Deadly Labs
Deadly Labs builds on the vision of DeadlyScience, preserving and promoting the science and technical knowledge of the First Scientists of this land. This program empowers young Indigenous learners by offering culturally relevant STEM (Science, Technology, Engineering, and Mathematics) education through hands-on experiment kits.
Each kit is developed in collaboration with Indigenous communities and Elders, ensuring cultural relevance and community input. The kits often include curriculum-aligned lesson plans, learner activity worksheets, and instructional videos. Expert scientists from the relevant disciplines guide the kit development, ensuring the content is both accurate and engaging. Where appropriate, Indigenous knowledge is integrated to deepen engagement with STEM subjects.

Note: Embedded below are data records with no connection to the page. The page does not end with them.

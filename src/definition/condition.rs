// slnenv-rs: Solution Environment loader
//
// SPDX-FileCopyrightText: 2026 Romeo Ahmed
// SPDX-License-Identifier: GPL-3.0-or-later

//! The `configuration[|platform]` filter in front of an assignment.
//!
//! ```text
//! "Debug|x64"  --> { configuration: Debug, platform: x64 }
//! "Debug"      --> { configuration: Debug, platform: - }
//! "|x64"       --> { configuration: -,     platform: x64 }
//! ""           --> { -, - }  (always matches)
//! ```

use std::fmt;

/// Configuration and platform filters of a conditional assignment.
///
/// Each filter is optional; a present filter must equal the active value
/// exactly (case-sensitive).
#[derive(Debug, Clone, Default, PartialEq, Eq)]
pub struct Condition {
    configuration: Option<String>,
    platform: Option<String>,
}

impl Condition {
    /// Parses a condition clause (the text before the `:`).
    ///
    /// The clause splits at the first `|`. Each half is trimmed; an empty
    /// half means "any".
    #[must_use]
    pub fn parse(clause: &str) -> Self {
        let (configuration, platform) = clause
            .trim()
            .split_once('|')
            .unwrap_or((clause.trim(), ""));
        Self {
            configuration: non_empty(configuration),
            platform: non_empty(platform),
        }
    }

    #[must_use]
    pub fn new(configuration: Option<&str>, platform: Option<&str>) -> Self {
        Self {
            configuration: configuration.and_then(non_empty),
            platform: platform.and_then(non_empty),
        }
    }

    #[must_use]
    pub fn configuration(&self) -> Option<&str> {
        self.configuration.as_deref()
    }

    #[must_use]
    pub fn platform(&self) -> Option<&str> {
        self.platform.as_deref()
    }

    /// Whether the guarded line applies under the given build selection.
    #[must_use]
    pub fn matches(&self, configuration: &str, platform: &str) -> bool {
        self.configuration.as_deref().is_none_or(|c| c == configuration)
            && self.platform.as_deref().is_none_or(|p| p == platform)
    }
}

impl fmt::Display for Condition {
    fn fmt(&self, f: &mut fmt::Formatter<'_>) -> fmt::Result {
        match (&self.configuration, &self.platform) {
            (Some(c), Some(p)) => write!(f, "{c}|{p}"),
            (Some(c), None) => f.write_str(c),
            (None, Some(p)) => write!(f, "|{p}"),
            (None, None) => Ok(()),
        }
    }
}

fn non_empty(s: &str) -> Option<String> {
    let s = s.trim();
    (!s.is_empty()).then(|| s.to_owned())
}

Deadly Labs aims to spark curiosity and foster long-term interest in STEM fields among Indigenous learners. The program provides a pathway for the next generation of scientists, engineers, technologists, and mathematicians. These kits are tailored for students from Foundation to Year 10, particularly for those in lower-literacy groups or less resourced communities.
By giving learners access to these experiment kits, DeadlyScience inspires confidence and shows Indigenous students that STEM is a field they can thrive in — because STEM is for everyone.
Co-design with Community
At DeadlyScience, co-design isn't a step in the process. It is the process.
Our co-design projects begin with community and end with community. We listen first, working alongside Elders, Traditional Knowledge holders, young people, educators and community members to understand local priorities, aspirations, challenges and opportunities.
From there, we bring together First Nations knowledge holders, STEM professionals, educators and industry experts to collaboratively shape resources, programs and opportunities that are culturally responsive, scientifically rigorous and grounded in community priorities.
Our approach to co-design means First Nations, youth and community voices are involved throughout every stage:
- Community Priorities – Listening first to understand local aspirations, knowledge and challenges.
- Collaborative Design – Bringing together Elders, young people, educators and STEM professionals to shape solutions.
- Resource Development – Translating community knowledge and expertise into engaging STEM learning experiences.
- Community Review – Refining and strengthening resources through feedback, testing, iteration and community approval.
- Shared Impact – Delivering programs that are culturally responsive, community-led and designed to create lasting outcomes.
As a First Nations-led organisation, cultural authority remains with community, Elders and Traditional Knowledge holders guide what knowledge is shared, how it is shared and how it is preserved for future generations. The resources created through these partnerships remain grounded in community ownership and approval.
By bringing together First Nations knowledge systems and contemporary STEM expertise, we create programs that celebrate the science of the world's oldest continuing cultures while inspiring the next generation of scientists, engineers, innovators and knowledge holders.
This is what co-design means at DeadlyScience.